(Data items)
▼

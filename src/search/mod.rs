//! Search pipeline: parameter classification, local filtering, and the
//! fetch-or-refilter session
//!
//! Search parameters are split into a remote group (a change forces a new
//! upstream fetch) and a local group (a change re-filters the last fetched
//! set in memory). The split is static and known ahead of time.

pub mod filters;
pub mod params;
pub mod session;

pub use filters::{apply_local_filters, LocalFilters, Verdict};
pub use params::{needs_refetch, RemoteParams, SearchParams};
pub use session::{OfferSource, SearchError, SearchOutcome, SearchSession};
//! Stayscout - search hotel stays with a local result cache
//!
//! Parses the CLI arguments, runs one search session per requested city
//! (fanned out concurrently), and prints the filtered offers as a plain
//! table or JSON.

use clap::Parser;
use tracing::warn;
use tracing_subscriber::EnvFilter;

use stayscout::cache::ResultStore;
use stayscout::cli::{build_search_params, Cli};
use stayscout::data::{all_cities, HotelOffer};
use stayscout::inventory::{CachedInventory, InventoryClient};
use stayscout::search::SearchSession;

/// Renders one city's offers as a plain-text table
fn print_city_table(city: &str, offers: &[HotelOffer]) {
    println!("{}: {} offer(s)", city, offers.len());
    for offer in offers {
        let stars = offer
            .star_rating
            .map(|s| format!("{}*", s))
            .unwrap_or_else(|| "-".to_string());
        let room = offer.room_type.map(|r| r.as_str()).unwrap_or("-");
        println!(
            "  {:<12} {:<34} {:>3} {:<10} {:>10.2} {}  {} {}",
            offer.id,
            offer.name,
            stars,
            room,
            offer.price_total,
            offer.currency,
            flag_text("free-cancel", offer.free_cancellation),
            flag_text("refundable", offer.refundable),
        );
    }
}

/// Short display form for a tri-state flag attribute
///
/// An unknown attribute is shown with a trailing `?` rather than being
/// presented as a definite yes or no.
fn flag_text(name: &str, attr: Option<bool>) -> String {
    match attr {
        Some(true) => name.to_string(),
        Some(false) => format!("no-{}", name),
        None => format!("{}?", name),
    }
}

#[tokio::main]
async fn main() -> Result<(), Box<dyn std::error::Error>> {
    tracing_subscriber::fmt()
        .with_env_filter(EnvFilter::from_default_env())
        .with_writer(std::io::stderr)
        .init();

    let cli = Cli::parse();

    if cli.list_cities {
        for city in all_cities() {
            println!("{}  {} ({})", city.code, city.name, city.country);
        }
        return Ok(());
    }

    if cli.clear_cache {
        let Some(store) = ResultStore::new() else {
            return Err("cache directory unavailable".into());
        };
        let removed = store.delete_all()?;
        println!("Removed {} cached result set(s)", removed);
        return Ok(());
    }

    let params_list = build_search_params(&cli)?;

    let store = ResultStore::new();
    if store.is_none() {
        warn!("cache directory unavailable; searching without a cache");
    }
    let token = std::env::var("STAYSCOUT_API_TOKEN").ok();
    let client = InventoryClient::new(token);
    let source = CachedInventory::new(client, store, cli.refresh);

    // One independent session per city, fanned out concurrently
    let searches = params_list.iter().map(|params| {
        let source = &source;
        async move {
            let mut session = SearchSession::new();
            let result = session.search(params, source).await;
            (params.city_code.clone(), result)
        }
    });
    let results = futures::future::join_all(searches).await;

    let mut failed = false;

    if cli.json {
        let mut out = Vec::new();
        for (city, result) in &results {
            match result {
                Ok(outcome) => {
                    out.push(serde_json::json!({ "city": city, "offers": outcome.offers }));
                }
                Err(e) => {
                    failed = true;
                    eprintln!("{}: {}", city, e);
                }
            }
        }
        println!("{}", serde_json::to_string_pretty(&out)?);
    } else {
        for (city, result) in &results {
            match result {
                Ok(outcome) => print_city_table(city, &outcome.offers),
                Err(e) => {
                    failed = true;
                    eprintln!("{}: {}", city, e);
                }
            }
        }
    }

    if failed {
        return Err("one or more searches failed".into());
    }
    Ok(())
}
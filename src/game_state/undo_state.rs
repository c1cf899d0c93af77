use crate::game_state::chess_types::*;

/// Minimal snapshot needed to reverse one ply of [`PositionState`].
///
/// Piece placement is not part of it; the board capability reverses itself
/// from the `Move` value.
#[derive(Debug, Clone, Copy, PartialEq, Eq)]
pub struct UndoInfo {
    pub castling_rights: CastlingRights,
    pub en_passant_square: Option<Square>,
    pub halfmove_clock: u32,
}
//! 64-square mailbox board.
//!
//! The simplest complete [`BoardCapability`]: one packed piece per square.
//! It backs `MailboxPosition` and the tests that check the board-level undo
//! contract.

use crate::board::capability::{BoardCapability, PieceLookup};
use crate::chess_errors::ChessResult;
use crate::game_state::chess_rules::castling_rook_move;
use crate::game_state::chess_types::*;
use crate::moves::chess_move::Move;
use crate::utils::fen_generator::generate_placement;
use crate::utils::fen_parser::parse_placement;

#[derive(Debug, Clone, PartialEq, Eq)]
pub struct Mailbox {
    squares: [Piece; 64],
}

impl Default for Mailbox {
    fn default() -> Self {
        Self::empty()
    }
}

impl Mailbox {
    pub fn empty() -> Self {
        Self {
            squares: [EMPTY; 64],
        }
    }

    pub fn from_placement(placement: &str) -> ChessResult<Self> {
        Ok(Self {
            squares: parse_placement(placement)?,
        })
    }

    #[inline]
    pub fn squares(&self) -> &[Piece; 64] {
        &self.squares
    }

    /// Put `piece` on `square`; off-board squares are ignored.
    #[inline]
    pub fn set_piece(&mut self, square: Square, piece: Piece) {
        if let Some(slot) = self.squares.get_mut(square as usize) {
            *slot = piece;
        }
    }

    pub fn placement(&self) -> String {
        generate_placement(self)
    }

    fn relocate(&mut self, from: Square, to: Square) {
        self.squares[to as usize] = self.squares[from as usize];
        self.squares[from as usize] = EMPTY;
    }
}

impl PieceLookup for Mailbox {
    #[inline]
    fn piece_at(&self, square: Square) -> Piece {
        self.squares.piece_at(square)
    }
}

impl BoardCapability for Mailbox {
    fn set_placement(&mut self, placement: &str) -> ChessResult<()> {
        self.squares = parse_placement(placement)?;
        Ok(())
    }

    fn apply_move(&mut self, mv: Move) {
        let (from, to) = (mv.from(), mv.to());

        self.squares[from as usize] = EMPTY;

        if let Ok(victim) = mv.en_passant_square() {
            self.squares[victim as usize] = EMPTY;
        }

        self.squares[to as usize] = if mv.is_promotion() {
            mv.promotion()
        } else {
            mv.piece()
        };

        if mv.is_castle() {
            if let Some(rook) = castling_rook_move(from, to) {
                self.relocate(rook.rook_from, rook.rook_to);
            }
        }
    }

    fn revert_move(&mut self, mv: Move) {
        let (from, to) = (mv.from(), mv.to());

        if mv.is_castle() {
            if let Some(rook) = castling_rook_move(from, to) {
                self.relocate(rook.rook_to, rook.rook_from);
            }
        }

        self.squares[to as usize] = mv.captured();
        self.squares[from as usize] = mv.piece();

        if let Ok(victim) = mv.en_passant_square() {
            self.squares[victim as usize] = make_piece(mv.color().opposite(), Figure::Pawn);
        }
    }
}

▲

TASK BRIEF:
Which lines of the records above contain the word "directory"? Show each of them.

EXERCISE ANSWER:
            return Err("cache directory unavailable".into());
        warn!("cache directory unavailable; searching without a cache");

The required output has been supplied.